If No One Has Told You...

I woke up in the middle of the night, ugh I feel sick…,I thought as I reached for the water on my nightstand. I noted the early morning hour while I resisted the temptation to pick up my phone and peruse social media. My oblivious self from earlier was now fully aware of all the Super Bowl food I had consumed that day. As I rolled over to my side, my irrational, tired self shown its true colors, when it berated me for eating all the food I ate, while lying there in sour stomach shame. I remembered passing by a mirror earlier during the Super Bowl (during a quick walk by) and picking apart my arms, my stomach, and feeling like I had failed myself because I had no self control. In that moment in bed, I reached down, felt my stomach and shamefully tried to conquer my negative thoughts while drifting back to sleep.

Each and every one of us has something that they don’t particularly like about their outward appearance—whether it be their weight, their arms, legs, a mole or birthmark, their hair, and so on. Sadly, I have two friends that struggle with bulimia and while I’ve never been there, I partially understand what is capable of driving them to that point. There are days that I feel like I have no self control. I tell myself I’ll start over in the morning and be good. Then, tomorrow comes and goes and it begins again, the day after. Like a vicious cycle. 

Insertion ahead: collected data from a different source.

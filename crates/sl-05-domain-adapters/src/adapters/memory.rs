//! In-memory entity store.

use crate::domain::{Authorization, DomainError, Item, SupplyChain};
use crate::ports::EntityStore;
use parking_lot::RwLock;
use std::collections::{BTreeMap, HashMap};

#[derive(Debug, Default)]
struct Tables {
    chains: HashMap<u64, SupplyChain>,
    authorizations: BTreeMap<(u64, String), Authorization>,
    items: HashMap<u64, Item>,
}

/// Entity store backed by hash maps.
#[derive(Debug, Default)]
pub struct InMemoryEntityStore {
    tables: RwLock<Tables>,
}

impl InMemoryEntityStore {
    /// Empty store.
    pub fn new() -> Self {
        Self::default()
    }

    /// Number of stored items.
    pub fn item_count(&self) -> usize {
        self.tables.read().items.len()
    }
}

impl EntityStore for InMemoryEntityStore {
    fn load_chain(&self, id: u64) -> Result<Option<SupplyChain>, DomainError> {
        Ok(self.tables.read().chains.get(&id).cloned())
    }

    fn save_chain(&self, chain: &SupplyChain) -> Result<(), DomainError> {
        self.tables.write().chains.insert(chain.id, chain.clone());
        Ok(())
    }

    fn load_authorization(
        &self,
        chain_id: u64,
        participant: &str,
    ) -> Result<Option<Authorization>, DomainError> {
        Ok(self
            .tables
            .read()
            .authorizations
            .get(&(chain_id, participant.to_string()))
            .cloned())
    }

    fn save_authorization(&self, authorization: &Authorization) -> Result<(), DomainError> {
        self.tables.write().authorizations.insert(
            (authorization.chain_id, authorization.participant.clone()),
            authorization.clone(),
        );
        Ok(())
    }

    fn list_authorizations(&self, chain_id: u64) -> Result<Vec<Authorization>, DomainError> {
        Ok(self
            .tables
            .read()
            .authorizations
            .range((chain_id, String::new())..)
            .take_while(|((id, _), _)| *id == chain_id)
            .map(|(_, a)| a.clone())
            .collect())
    }

    fn load_item(&self, id: u64) -> Result<Option<Item>, DomainError> {
        Ok(self.tables.read().items.get(&id).cloned())
    }

    fn save_item(&self, item: &Item) -> Result<(), DomainError> {
        self.tables.write().items.insert(item.id, item.clone());
        Ok(())
    }
}

#[cfg(test)]
mod tests {
    use super::*;
    use crate::domain::LedgerState;
    use shared_types::RecordId;

    fn authorization(chain_id: u64, participant: &str) -> Authorization {
        Authorization {
            chain_id,
            participant: participant.to_string(),
            role: "carrier".to_string(),
            ledger: LedgerState::pending(RecordId::new()),
        }
    }

    #[test]
    fn test_authorizations_listed_per_chain() {
        let store = InMemoryEntityStore::new();
        store.save_authorization(&authorization(1, "0xa")).unwrap();
        store.save_authorization(&authorization(2, "0xb")).unwrap();
        store.save_authorization(&authorization(2, "0xc")).unwrap();
        store.save_authorization(&authorization(3, "0xd")).unwrap();

        let listed = store.list_authorizations(2).unwrap();
        assert_eq!(listed.len(), 2);
        assert!(listed.iter().all(|a| a.chain_id == 2));
        assert!(store.load_authorization(1, "0xa").unwrap().is_some());
        assert!(store.load_authorization(1, "0xb").unwrap().is_none());
    }

    #[test]
    fn test_item_round_trip() {
        let store = InMemoryEntityStore::new();
        let item = Item::new(42, 7, 100, "raw-material", "0xa11ce", LedgerState::default());
        store.save_item(&item).unwrap();

        assert_eq!(store.load_item(42).unwrap(), Some(item));
        assert_eq!(store.item_count(), 1);
    }
}
#[cfg(test)]
mod tests {
    use super::*;

    #[test]
    fn test_canonical_text_is_length_prefixed() {
        let a = Parameters::new(vec![ParamValue::text("a,t:1:b")]);
        let b = Parameters::new(vec![ParamValue::text("a"), ParamValue::text("b")]);
        assert_ne!(a.canonical(), b.canonical());
        assert_eq!(a.canonical(), "t:7:a,t:1:b");
    }

    #[test]
    fn test_canonical_nested_array() {
        let params = Parameters::new(vec![
            ParamValue::Uint(7),
            ParamValue::Array(vec![ParamValue::Uint(1), ParamValue::Uint(2)]),
            ParamValue::Bool(true),
        ]);
        assert_eq!(params.canonical(), "u:7,[u:1,u:2],b:1");
    }

    #[test]
    fn test_fingerprint_depends_on_operation() {
        let values = vec![ParamValue::Uint(42)];
        let create = Fingerprint::of(LedgerOperation::CreateItem, &values);
        let status = Fingerprint::of(LedgerOperation::UpdateItemStatus, &values);
        assert_ne!(create, status);
        assert_eq!(create, Fingerprint::of(LedgerOperation::CreateItem, &values));
        assert_eq!(create.0.len(), 64);
    }

    #[test]
    fn test_address_normalised() {
        assert_eq!(ParamValue::address("0xABCD"), ParamValue::address("0xabcd"));
        assert_eq!(ExternalRef::new("0xABC").as_str(), "0xabc");
    }

    #[test]
    fn test_status_strings_are_stable() {
        assert_eq!(serde_json::to_string(&TxStatus::Redundant).unwrap(), "\"REDUNDANT\"");
        assert_eq!(serde_json::to_string(&LedgerStatus::Pending).unwrap(), "\"PENDING\"");
        assert_eq!(TxStatus::Confirmed.as_str(), "CONFIRMED");
    }

    #[test]
    fn test_status_transitions_are_monotonic() {
        assert!(TxStatus::Pending.can_transition_to(TxStatus::Confirmed));
        assert!(TxStatus::Pending.can_transition_to(TxStatus::Failed));
        assert!(!TxStatus::Pending.can_transition_to(TxStatus::Redundant));
        for terminal in [TxStatus::Confirmed, TxStatus::Failed, TxStatus::Redundant] {
            assert!(terminal.is_terminal());
            assert!(!terminal.can_transition_to(TxStatus::Pending));
            assert!(!terminal.can_transition_to(TxStatus::Confirmed));
        }
    }

    #[test]
    fn test_operation_round_trips_through_name() {
        for op in LedgerOperation::ALL {
            assert_eq!(op.name().parse::<LedgerOperation>().unwrap(), op);
        }
        assert!("DeleteItem".parse::<LedgerOperation>().is_err());
    }

    #[test]
    fn test_event_field_accessors() {
        let mut fields = BTreeMap::new();
        fields.insert("itemId".to_string(), ParamValue::Uint(42));
        let event = LedgerEvent {
            kind: EventKind::ItemCreated,
            contract: "0xc0ffee".to_string(),
            fields,
            transaction_hash: ExternalRef::new("0xabc"),
            block_number: 3,
            log_index: 1,
        };
        assert_eq!(event.uint("itemId").unwrap(), 42);
        assert!(matches!(
            event.uint("quantity"),
            Err(ParamError::MissingField { .. })
        ));
        assert!(event.position() > EventPosition { block_number: 3, log_index: 0 });
    }
}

Because we live in such a grueling, image driven world, there are days that I wake up and still feel like I'm not good enough. I'm positive that I'm not the only one that struggles with these very real thoughts. Body dysmorphia IS real and it’s so difficult to get past. It's easy to listen to the negative thoughts in your brain and tell yourself straight.up.lies.: you’ll never be good enough, you’ll never be skinny enough, you’ll never be muscular enough, etc. And with that, today, I fought sadness. I got out bed thinking I wasn’t skinny enough. I walked past the scale with dread, didn’t bother to look in the mirror and did my best to press forward and not think about it.  

BUT, while I may have those really vulnerable and raw days, I surround myself with friends who will recognize this and lift me up. They remind me that no one is perfect, that every person on this earth isn’t 100% satisfied with their body and would change something, if they could. Oddly enough, a friend happened to text me about diets, about not wanting to feel shame with every bite of dessert and indulgent food. We had a conversation that I didn't know I needed to hear…until I heard it:
“…everyone carries weight differently…everyone looks so incredibly different… and the people who know you the best, will LOVE you, for you! YOU ARE BEAUTIFUL!! …and you literally look awesome!!!”

That's all it took to turn my day around! As cliche as it sounds, life isn’t about beating yourself up, it’s about acknowledging that none of us has ever done this before and each day is a gift, truly. It’s remembering that we don’t have to be perfect or fit into a mold. So, if no one has told you today: YOU are beautiful. YOU are enough. YOU are loved.

 

3 comments

Thank,you! You ARE enough, you ARE loved❤️

Denise February 05, 2019

You and your sisters are amazing !!! You uplifted me today, when I read this! I have Lupus, RA, ulcerative colitis, asthma and a few other diagnoses and most days feel horrible! My hair is thinning, I’m carring more weight than I should. Each day ,I’ try to do better than the day before. I know GOD is in control and I am loved by my husband, 4 children, daughter in law and son in laws, 8 grandchildren and another on the way, so I need to remember the gifts I have been given and be so grateful because I am blessed! So are you!!!! 💜

Wsnda Jolley February 05, 2019

We all need to give ourselves this daily reminder, we are enough!